The most important part of Chapter 2 concerns the notion of a `epsilon-neck structure' on a Riemannian manifold and the accompanying notion of an `epsilon-neck', which from the definition and the author's remarks is essentially an extended round cylinder. The authors show that a complete, positively curved Riemannian 3-manifold cannot contain an epsilon-neck of arbitrarily small scale (with scale being inversely related to the Ricci curvature). In the proof of this assertion it is not clear how they substantiate expression (2.2) in the proof of Proposition 2.19. Also, no concrete examples of epsilon-neck structures are given but the diagrams in the introduction assist in their understanding.

The authors begin the study of Ricci flow in Chapter 3, viewing it first as a nonlinear version of the heat equation (for the Riemannian metric). This discussion is rather hurried, leaving the details of how to express the Ricci tensor in terms of local harmonic coordinates to the references. The use of harmonic coordinates guarantees that the Ricci tensor is only dependent on terms quadratic in the metric and its derivatives. In the discussion on shrinking solitons, the Lie derivative appears in expression (3.2) but is not introduced anywhere before then. The proof of local existence and uniqueness for Ricci manifolds is only sketched using the "DeTurck trick" which breaks the gauge invariance (under the diffeomorphism group) of the Ricci flow. The resulting flow, called the Ricci-DeTurck flow, is then strictly parabolic. A lot of space is then devoted to "index gymnastics" in the authors' discussion on the evolution of curvatures in an orthonormal frame. In addition, very detailed computations are given for how distances behave under Ricci flows and in estimation of the derivatives of the curvature under a Ricci flow. At this stage, the reader will have to take the authors word for the utility of these computations. The page space might have been used more productively to discuss epsilon-neck structures in greater detail than what is done so far in the book (with concrete examples given of these entities).

The view of the Ricci flow as being essentially a heat equation for the time evolution of the metrics is continued in chapter 4, where the authors generalize the famous (strong) maximum principles for the heat equation to the case of Ricci flow: since the heat equation is parabolic, then positivity of its solution at the initial time guarantees that positivity for all times in the future.
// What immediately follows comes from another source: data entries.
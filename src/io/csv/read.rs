//! CSV reading operations.

use std::{fs::File, path::Path};

use anyhow::{Context, Result};
use polars::{frame::DataFrame, io::SerReader, prelude::CsvReadOptions};

/// Reads a CSV file with a header row into a DataFrame of string columns.
///
/// Schema inference is disabled so names keep their exact text and numeric
/// columns are parsed by the caller with row-level diagnostics.
pub(crate) fn read_csv(path: &Path) -> Result<DataFrame> {
    let file = File::open(path)
        .with_context(|| format!("[io::csv::read] Failed to open CSV file: {}", path.display()))?;
    CsvReadOptions::default()
        .with_has_header(true)
        .with_infer_schema_length(Some(0))
        .into_reader_with_file_handle(file)
        .finish()
        .with_context(|| format!("[io::csv::read] Failed to read CSV from {:?}", path))
}

/// Borrow column `index` of a string DataFrame as optional cells.
pub(crate) fn str_column(df: &DataFrame, index: usize) -> Result<Vec<Option<&str>>> {
    let column = df.get_columns().get(index)
        .with_context(|| format!("[io::csv::read] Missing column {index}, found {} columns", df.width()))?;
    Ok(column.str()?.into_iter().collect())
}

/// Parse a numeric cell, reporting the row (1-based, after the header) on failure.
pub(crate) fn parse_f64(cell: Option<&str>, row: usize, field: &str) -> Result<f64> {
    let text = cell.map(str::trim).filter(|s| !s.is_empty())
        .with_context(|| format!("[io::csv::read] Row {row}: missing value for '{field}'"))?;
    text.parse::<f64>()
        .with_context(|| format!("[io::csv::read] Row {row}: invalid number '{text}' for '{field}'"))
}

#[cfg(test)]
mod tests {
    use super::*;
    use std::io::Write;

    #[test]
    fn reads_all_columns_as_strings() {
        let dir = tempfile::tempdir().unwrap();
        let path = dir.path().join("table.csv");
        let mut file = File::create(&path).unwrap();
        writeln!(file, "name,value,other").unwrap();
        writeln!(file, "\"Adams, County\",12.5,x").unwrap();
        writeln!(file, "Boone,007,y").unwrap();
        drop(file);

        let df = read_csv(&path).unwrap();
        assert_eq!(df.height(), 2);
        assert_eq!(str_column(&df, 0).unwrap(), vec![Some("Adams, County"), Some("Boone")]);
        assert_eq!(str_column(&df, 1).unwrap(), vec![Some("12.5"), Some("007")]);
        assert!(str_column(&df, 3).is_err());
    }

    #[test]
    fn parse_reports_missing_and_invalid_cells() {
        assert_eq!(parse_f64(Some(" 3.25 "), 1, "x").unwrap(), 3.25);
        assert!(parse_f64(None, 2, "x").is_err());
        assert!(parse_f64(Some(""), 3, "x").is_err());
        let err = parse_f64(Some("abc"), 4, "pop").unwrap_err();
        assert!(err.to_string().contains("Row 4"));
    }

    #[test]
    fn missing_file_is_an_error() {
        let dir = tempfile::tempdir().unwrap();
        assert!(read_csv(&dir.path().join("absent.csv")).is_err());
    }
}
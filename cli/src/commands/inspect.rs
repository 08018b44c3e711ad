use anyhow::Result;

use crate::cli::{Cli, InspectArgs};

pub fn run(_cli: &Cli, args: &InspectArgs) -> Result<()> {
    let (region, stdev) = super::load_region(&args.input)?;

    println!("units:             {}", region.len());
    println!("base units:        {}", region.base_count());
    println!("adjacencies:       {}", region.edge_count());
    println!("total population:  {:.0}", region.total_population());
    println!("target ({:>2} dist): {:.1}", args.districts, region.target_population(args.districts));

    let unlisted = region.unlisted_units().map(|u| region.unit(u).id().as_str()).collect::<Vec<_>>();
    println!("no adjacency:      {}", if unlisted.is_empty() { "-".to_string() } else { unlisted.join(", ") });

    println!("stdev race:        {:?}", stdev.race.to_array());
    println!("stdev food:        {:.6}", stdev.food);
    println!("stdev wages:       {:.6}", stdev.wages);

    Ok(())
}
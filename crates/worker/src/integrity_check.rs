//! Integrity match between tracked components and fetched hashes.

use crate::error::WorkerResult;
use crate::state::AppState;
use pkgmeta_core::compute_integrity_match;
use pkgmeta_metadata::models::{ComponentRow, IntegrityAnalysisRow, IntegrityMetaRow};
use time::OffsetDateTime;

/// Match each component's hashes against the integrity record and store
/// the analysis per component.
pub async fn check_components(
    state: &AppState,
    components: &[ComponentRow],
    record: &IntegrityMetaRow,
    now: OffsetDateTime,
) -> WorkerResult<Vec<IntegrityAnalysisRow>> {
    let fetched = record.hashes();
    let mut analyses = Vec::with_capacity(components.len());

    for component in components {
        let result = compute_integrity_match(&component.hashes(), &fetched);
        let analysis = IntegrityAnalysisRow::from_match(component.uuid, &result, now);
        state.metadata.upsert_integrity_analysis(&analysis).await?;

        tracing::debug!(
            component_uuid = %component.uuid,
            purl = %record.purl,
            status = %result.overall,
            "Integrity analysis stored"
        );
        analyses.push(analysis);
    }

    Ok(analyses)
}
The authors prove the analog of this first for scalar curvature as a warm-up, and then prove the maximum principle for tensors. The gauge invariance of the Ricci flow equation is then broken in order to prove a maximum principle for the Ricci curvature. All of these considerations lead the authors to proving `strong' maximum principles for Riemann and Ricci curvature.

The proof of Theorem 4.18 is not clear at first reading since the authors seem to merely restate the hypothesis of the theorem instead of assuming that the conclusion is not true and deriving a contradiction. They should have perhaps informed the reader right away that they intend to use continuity to derive a contradiction by assuming flatness for a choice of time less than the final time.